* Information
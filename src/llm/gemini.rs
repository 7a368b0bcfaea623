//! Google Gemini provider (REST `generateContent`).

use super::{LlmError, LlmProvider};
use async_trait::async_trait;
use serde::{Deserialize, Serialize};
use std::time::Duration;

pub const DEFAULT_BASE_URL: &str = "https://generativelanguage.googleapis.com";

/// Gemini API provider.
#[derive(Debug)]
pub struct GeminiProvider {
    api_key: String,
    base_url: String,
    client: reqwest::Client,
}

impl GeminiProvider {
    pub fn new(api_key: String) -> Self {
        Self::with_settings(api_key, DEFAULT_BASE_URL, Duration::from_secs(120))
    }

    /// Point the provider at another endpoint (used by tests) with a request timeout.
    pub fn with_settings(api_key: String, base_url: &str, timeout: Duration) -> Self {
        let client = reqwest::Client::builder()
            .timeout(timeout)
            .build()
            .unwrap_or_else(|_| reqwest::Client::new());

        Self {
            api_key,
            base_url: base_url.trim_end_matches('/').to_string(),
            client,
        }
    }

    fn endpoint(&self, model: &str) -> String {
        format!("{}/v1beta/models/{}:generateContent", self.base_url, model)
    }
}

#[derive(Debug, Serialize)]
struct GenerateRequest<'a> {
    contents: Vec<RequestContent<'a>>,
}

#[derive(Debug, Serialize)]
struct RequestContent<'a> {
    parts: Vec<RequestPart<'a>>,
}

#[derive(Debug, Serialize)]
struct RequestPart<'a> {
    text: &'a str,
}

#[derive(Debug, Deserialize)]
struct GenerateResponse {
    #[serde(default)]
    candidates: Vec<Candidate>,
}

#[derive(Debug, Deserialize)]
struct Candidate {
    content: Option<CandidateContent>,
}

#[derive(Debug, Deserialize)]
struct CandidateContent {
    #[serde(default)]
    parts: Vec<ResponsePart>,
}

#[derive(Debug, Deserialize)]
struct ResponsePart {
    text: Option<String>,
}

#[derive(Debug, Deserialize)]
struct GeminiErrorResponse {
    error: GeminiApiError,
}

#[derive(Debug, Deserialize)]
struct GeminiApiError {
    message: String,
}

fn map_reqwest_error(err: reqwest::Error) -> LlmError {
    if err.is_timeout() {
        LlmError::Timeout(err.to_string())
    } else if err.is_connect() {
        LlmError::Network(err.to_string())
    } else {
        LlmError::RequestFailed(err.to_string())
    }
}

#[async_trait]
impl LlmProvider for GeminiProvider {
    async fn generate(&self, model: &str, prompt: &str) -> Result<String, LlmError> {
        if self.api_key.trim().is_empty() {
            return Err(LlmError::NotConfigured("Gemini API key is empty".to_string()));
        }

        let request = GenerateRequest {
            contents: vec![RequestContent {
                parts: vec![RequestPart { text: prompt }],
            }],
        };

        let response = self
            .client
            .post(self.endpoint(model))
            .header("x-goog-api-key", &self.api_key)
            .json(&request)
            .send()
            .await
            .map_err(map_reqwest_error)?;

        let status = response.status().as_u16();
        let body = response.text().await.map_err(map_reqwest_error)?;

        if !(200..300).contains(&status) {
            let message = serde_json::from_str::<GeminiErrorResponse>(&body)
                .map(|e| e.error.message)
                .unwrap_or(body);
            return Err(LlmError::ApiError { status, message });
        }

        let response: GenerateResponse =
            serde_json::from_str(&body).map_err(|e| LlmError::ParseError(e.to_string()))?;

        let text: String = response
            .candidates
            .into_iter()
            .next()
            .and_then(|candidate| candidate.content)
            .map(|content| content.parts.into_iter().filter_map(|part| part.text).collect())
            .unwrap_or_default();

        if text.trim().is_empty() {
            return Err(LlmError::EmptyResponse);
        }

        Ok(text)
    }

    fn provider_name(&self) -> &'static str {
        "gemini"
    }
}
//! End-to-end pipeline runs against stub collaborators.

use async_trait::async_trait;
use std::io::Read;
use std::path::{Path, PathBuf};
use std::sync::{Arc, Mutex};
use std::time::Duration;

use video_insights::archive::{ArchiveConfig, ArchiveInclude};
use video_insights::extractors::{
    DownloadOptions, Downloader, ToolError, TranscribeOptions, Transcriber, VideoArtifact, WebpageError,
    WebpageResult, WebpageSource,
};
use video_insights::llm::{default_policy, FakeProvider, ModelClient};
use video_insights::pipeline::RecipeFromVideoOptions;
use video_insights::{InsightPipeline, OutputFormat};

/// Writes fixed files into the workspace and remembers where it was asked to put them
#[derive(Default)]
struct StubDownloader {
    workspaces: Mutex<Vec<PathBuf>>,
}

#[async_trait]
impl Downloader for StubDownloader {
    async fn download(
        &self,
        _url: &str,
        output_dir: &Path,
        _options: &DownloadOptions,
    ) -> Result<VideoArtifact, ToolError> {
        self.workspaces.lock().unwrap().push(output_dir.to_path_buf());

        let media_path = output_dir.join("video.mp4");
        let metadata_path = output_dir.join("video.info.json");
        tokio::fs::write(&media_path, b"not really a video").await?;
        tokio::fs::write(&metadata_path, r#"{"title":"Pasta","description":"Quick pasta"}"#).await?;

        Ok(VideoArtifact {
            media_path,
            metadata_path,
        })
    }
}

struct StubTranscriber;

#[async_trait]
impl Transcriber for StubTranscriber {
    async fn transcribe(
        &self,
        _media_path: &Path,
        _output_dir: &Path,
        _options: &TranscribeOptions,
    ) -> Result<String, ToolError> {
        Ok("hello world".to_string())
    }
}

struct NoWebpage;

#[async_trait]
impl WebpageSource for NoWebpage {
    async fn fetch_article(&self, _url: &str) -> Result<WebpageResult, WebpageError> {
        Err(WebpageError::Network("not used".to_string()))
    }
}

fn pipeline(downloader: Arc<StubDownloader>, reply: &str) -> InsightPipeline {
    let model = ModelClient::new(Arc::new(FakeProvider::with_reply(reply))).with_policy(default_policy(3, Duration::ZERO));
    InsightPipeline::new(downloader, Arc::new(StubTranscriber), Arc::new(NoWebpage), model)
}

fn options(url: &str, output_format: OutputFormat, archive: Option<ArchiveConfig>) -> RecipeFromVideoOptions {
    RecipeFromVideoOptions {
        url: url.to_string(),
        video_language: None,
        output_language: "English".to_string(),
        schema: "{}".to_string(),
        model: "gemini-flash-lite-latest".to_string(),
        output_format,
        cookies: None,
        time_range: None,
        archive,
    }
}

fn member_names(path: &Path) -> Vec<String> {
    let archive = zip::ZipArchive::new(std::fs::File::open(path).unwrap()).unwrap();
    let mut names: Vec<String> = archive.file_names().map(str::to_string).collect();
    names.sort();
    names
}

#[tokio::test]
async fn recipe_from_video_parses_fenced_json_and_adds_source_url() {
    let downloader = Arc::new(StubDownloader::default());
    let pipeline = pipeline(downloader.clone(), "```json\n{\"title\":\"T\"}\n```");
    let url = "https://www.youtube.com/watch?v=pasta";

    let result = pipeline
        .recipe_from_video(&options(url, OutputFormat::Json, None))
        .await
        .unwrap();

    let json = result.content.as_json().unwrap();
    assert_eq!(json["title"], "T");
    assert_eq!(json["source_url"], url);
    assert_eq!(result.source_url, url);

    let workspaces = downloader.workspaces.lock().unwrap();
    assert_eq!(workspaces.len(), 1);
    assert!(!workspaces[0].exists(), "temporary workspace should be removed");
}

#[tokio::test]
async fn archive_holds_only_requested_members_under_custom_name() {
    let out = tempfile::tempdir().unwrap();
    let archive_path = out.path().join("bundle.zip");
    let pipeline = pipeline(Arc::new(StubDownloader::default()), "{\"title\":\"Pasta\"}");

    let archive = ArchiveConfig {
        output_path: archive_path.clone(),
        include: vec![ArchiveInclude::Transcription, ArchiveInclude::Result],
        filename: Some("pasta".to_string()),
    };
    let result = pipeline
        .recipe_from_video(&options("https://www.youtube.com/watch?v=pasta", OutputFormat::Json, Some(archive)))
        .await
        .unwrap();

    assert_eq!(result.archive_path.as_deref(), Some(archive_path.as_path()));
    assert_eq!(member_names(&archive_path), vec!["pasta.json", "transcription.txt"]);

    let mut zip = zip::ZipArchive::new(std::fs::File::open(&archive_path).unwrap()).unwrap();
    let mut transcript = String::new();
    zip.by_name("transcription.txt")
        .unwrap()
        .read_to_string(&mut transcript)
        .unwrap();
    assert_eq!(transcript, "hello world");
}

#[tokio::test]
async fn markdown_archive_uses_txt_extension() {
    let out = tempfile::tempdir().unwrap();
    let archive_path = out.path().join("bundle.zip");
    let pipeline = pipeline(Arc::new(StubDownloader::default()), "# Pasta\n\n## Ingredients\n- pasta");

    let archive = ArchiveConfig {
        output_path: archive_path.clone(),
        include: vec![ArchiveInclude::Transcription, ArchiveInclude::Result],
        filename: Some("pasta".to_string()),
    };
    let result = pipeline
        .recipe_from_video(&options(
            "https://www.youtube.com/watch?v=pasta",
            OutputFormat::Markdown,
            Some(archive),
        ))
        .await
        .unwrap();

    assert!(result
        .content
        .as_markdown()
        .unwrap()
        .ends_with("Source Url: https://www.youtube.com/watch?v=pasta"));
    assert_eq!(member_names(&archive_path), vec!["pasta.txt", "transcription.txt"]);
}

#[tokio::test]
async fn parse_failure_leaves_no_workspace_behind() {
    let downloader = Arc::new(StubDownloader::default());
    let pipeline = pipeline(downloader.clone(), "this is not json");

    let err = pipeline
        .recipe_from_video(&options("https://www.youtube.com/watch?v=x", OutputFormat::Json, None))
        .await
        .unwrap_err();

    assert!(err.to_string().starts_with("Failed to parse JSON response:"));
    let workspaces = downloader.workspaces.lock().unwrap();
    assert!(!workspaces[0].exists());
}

* Task prompt
Check each line of the data above, and please copy the ones in which the string "hello" occurs.

* Solution to this exercise
        Ok("hello world".to_string())
    assert_eq!(transcript, "hello world");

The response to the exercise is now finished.